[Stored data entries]
----
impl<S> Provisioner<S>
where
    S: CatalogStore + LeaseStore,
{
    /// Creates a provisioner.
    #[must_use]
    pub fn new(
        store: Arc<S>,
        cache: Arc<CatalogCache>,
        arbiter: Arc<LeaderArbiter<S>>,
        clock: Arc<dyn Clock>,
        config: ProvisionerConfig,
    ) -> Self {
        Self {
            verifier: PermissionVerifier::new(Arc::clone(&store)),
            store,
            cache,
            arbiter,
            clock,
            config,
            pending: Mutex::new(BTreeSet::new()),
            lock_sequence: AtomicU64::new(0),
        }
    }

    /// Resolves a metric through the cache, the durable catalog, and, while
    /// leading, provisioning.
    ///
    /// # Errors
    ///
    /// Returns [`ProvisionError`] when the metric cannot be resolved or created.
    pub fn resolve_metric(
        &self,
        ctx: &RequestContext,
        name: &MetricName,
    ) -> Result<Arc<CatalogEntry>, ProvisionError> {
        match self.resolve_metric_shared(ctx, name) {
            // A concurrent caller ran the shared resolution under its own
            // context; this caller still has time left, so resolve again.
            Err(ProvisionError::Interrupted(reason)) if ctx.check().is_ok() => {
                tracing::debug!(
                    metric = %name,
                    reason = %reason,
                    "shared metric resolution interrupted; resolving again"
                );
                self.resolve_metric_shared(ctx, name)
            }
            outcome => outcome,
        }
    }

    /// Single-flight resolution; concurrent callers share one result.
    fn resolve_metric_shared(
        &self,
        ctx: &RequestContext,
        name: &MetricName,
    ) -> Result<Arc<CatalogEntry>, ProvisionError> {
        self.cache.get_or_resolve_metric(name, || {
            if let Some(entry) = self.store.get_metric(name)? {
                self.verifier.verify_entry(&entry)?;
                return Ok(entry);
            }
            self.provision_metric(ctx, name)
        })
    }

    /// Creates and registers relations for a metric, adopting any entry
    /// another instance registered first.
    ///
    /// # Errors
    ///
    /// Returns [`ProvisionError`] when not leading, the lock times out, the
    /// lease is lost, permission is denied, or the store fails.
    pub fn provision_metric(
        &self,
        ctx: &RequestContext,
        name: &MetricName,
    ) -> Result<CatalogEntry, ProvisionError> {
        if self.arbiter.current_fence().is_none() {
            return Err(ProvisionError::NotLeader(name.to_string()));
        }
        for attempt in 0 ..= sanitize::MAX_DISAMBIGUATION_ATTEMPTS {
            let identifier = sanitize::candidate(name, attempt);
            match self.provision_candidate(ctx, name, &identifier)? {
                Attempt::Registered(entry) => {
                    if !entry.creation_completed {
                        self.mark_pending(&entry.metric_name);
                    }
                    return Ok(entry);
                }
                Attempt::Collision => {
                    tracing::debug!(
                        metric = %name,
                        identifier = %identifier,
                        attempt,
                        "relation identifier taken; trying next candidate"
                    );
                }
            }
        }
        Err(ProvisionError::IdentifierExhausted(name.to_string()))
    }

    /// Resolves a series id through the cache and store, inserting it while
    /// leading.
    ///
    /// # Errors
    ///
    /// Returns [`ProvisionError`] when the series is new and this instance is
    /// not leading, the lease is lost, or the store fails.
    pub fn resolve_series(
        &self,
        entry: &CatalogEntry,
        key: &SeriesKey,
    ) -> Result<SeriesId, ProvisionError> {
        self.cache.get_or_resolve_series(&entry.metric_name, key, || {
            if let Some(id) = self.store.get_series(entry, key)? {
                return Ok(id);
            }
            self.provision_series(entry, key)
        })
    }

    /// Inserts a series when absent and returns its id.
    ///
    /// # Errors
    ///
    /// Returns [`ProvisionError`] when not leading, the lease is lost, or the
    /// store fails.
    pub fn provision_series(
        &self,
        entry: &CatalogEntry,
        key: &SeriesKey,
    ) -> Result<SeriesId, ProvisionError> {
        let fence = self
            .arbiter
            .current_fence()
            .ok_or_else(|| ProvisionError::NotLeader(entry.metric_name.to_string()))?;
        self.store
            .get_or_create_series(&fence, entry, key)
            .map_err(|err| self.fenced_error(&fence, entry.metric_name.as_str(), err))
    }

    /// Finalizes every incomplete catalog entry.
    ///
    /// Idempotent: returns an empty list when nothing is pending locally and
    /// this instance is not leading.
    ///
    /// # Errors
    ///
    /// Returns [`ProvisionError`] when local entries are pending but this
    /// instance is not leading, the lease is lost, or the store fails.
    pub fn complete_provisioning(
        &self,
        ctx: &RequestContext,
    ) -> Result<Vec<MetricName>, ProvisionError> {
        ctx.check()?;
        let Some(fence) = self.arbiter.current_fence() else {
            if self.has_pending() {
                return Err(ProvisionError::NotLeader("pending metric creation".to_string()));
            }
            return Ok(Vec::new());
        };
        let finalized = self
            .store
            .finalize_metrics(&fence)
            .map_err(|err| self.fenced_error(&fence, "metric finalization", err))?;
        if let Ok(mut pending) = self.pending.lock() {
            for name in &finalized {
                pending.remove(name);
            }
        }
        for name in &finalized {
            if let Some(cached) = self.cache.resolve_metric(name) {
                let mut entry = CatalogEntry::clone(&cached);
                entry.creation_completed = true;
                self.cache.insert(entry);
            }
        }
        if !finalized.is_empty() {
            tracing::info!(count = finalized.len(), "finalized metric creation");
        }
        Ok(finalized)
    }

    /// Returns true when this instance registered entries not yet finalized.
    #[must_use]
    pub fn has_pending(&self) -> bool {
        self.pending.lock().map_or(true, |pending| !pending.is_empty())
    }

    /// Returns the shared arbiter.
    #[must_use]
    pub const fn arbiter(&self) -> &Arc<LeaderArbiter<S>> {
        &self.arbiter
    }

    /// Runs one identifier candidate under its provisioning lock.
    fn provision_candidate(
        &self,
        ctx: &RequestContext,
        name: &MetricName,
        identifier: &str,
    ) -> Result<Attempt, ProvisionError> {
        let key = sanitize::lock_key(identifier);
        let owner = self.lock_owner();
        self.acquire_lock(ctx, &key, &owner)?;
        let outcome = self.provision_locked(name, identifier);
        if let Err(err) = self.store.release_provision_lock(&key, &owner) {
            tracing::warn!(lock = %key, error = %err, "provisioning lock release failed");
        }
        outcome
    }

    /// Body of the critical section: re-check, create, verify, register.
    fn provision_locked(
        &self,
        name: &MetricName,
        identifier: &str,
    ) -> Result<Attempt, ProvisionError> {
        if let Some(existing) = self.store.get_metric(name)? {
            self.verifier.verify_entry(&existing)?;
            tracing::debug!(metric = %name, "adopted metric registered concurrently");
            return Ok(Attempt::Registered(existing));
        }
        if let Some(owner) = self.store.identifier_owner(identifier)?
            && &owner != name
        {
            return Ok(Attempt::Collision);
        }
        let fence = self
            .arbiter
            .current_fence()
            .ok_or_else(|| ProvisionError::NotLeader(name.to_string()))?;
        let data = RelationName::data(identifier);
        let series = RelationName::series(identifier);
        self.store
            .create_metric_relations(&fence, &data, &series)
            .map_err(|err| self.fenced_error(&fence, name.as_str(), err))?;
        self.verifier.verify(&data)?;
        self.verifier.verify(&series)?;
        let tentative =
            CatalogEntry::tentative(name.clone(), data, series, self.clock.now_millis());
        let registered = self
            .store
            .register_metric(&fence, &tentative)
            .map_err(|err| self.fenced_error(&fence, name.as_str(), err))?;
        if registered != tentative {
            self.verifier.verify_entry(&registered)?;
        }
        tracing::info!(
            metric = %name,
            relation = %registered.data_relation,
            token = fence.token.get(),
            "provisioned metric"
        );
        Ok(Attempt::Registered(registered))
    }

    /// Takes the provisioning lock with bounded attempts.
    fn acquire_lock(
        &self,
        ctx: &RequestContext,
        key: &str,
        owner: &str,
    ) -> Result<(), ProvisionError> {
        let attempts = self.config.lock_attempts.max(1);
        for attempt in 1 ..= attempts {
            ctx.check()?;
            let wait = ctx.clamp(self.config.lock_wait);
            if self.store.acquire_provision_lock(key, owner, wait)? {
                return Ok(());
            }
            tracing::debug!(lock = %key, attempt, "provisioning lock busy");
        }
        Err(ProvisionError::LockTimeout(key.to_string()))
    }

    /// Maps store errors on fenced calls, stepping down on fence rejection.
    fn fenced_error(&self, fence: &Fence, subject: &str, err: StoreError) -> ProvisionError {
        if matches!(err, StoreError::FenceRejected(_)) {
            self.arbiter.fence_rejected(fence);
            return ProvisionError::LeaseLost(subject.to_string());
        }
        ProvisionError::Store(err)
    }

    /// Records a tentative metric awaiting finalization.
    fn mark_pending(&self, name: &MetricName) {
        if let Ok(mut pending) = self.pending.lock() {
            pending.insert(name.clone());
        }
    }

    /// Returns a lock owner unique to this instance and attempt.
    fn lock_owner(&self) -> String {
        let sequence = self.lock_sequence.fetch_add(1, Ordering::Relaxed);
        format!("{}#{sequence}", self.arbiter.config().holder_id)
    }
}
----
TASK: Search the entries for the string "under" and collect each line that has it.

ANSWER TO THIS TASK:
            // A concurrent caller ran the shared resolution under its own
    /// Runs one identifier candidate under its provisioning lock.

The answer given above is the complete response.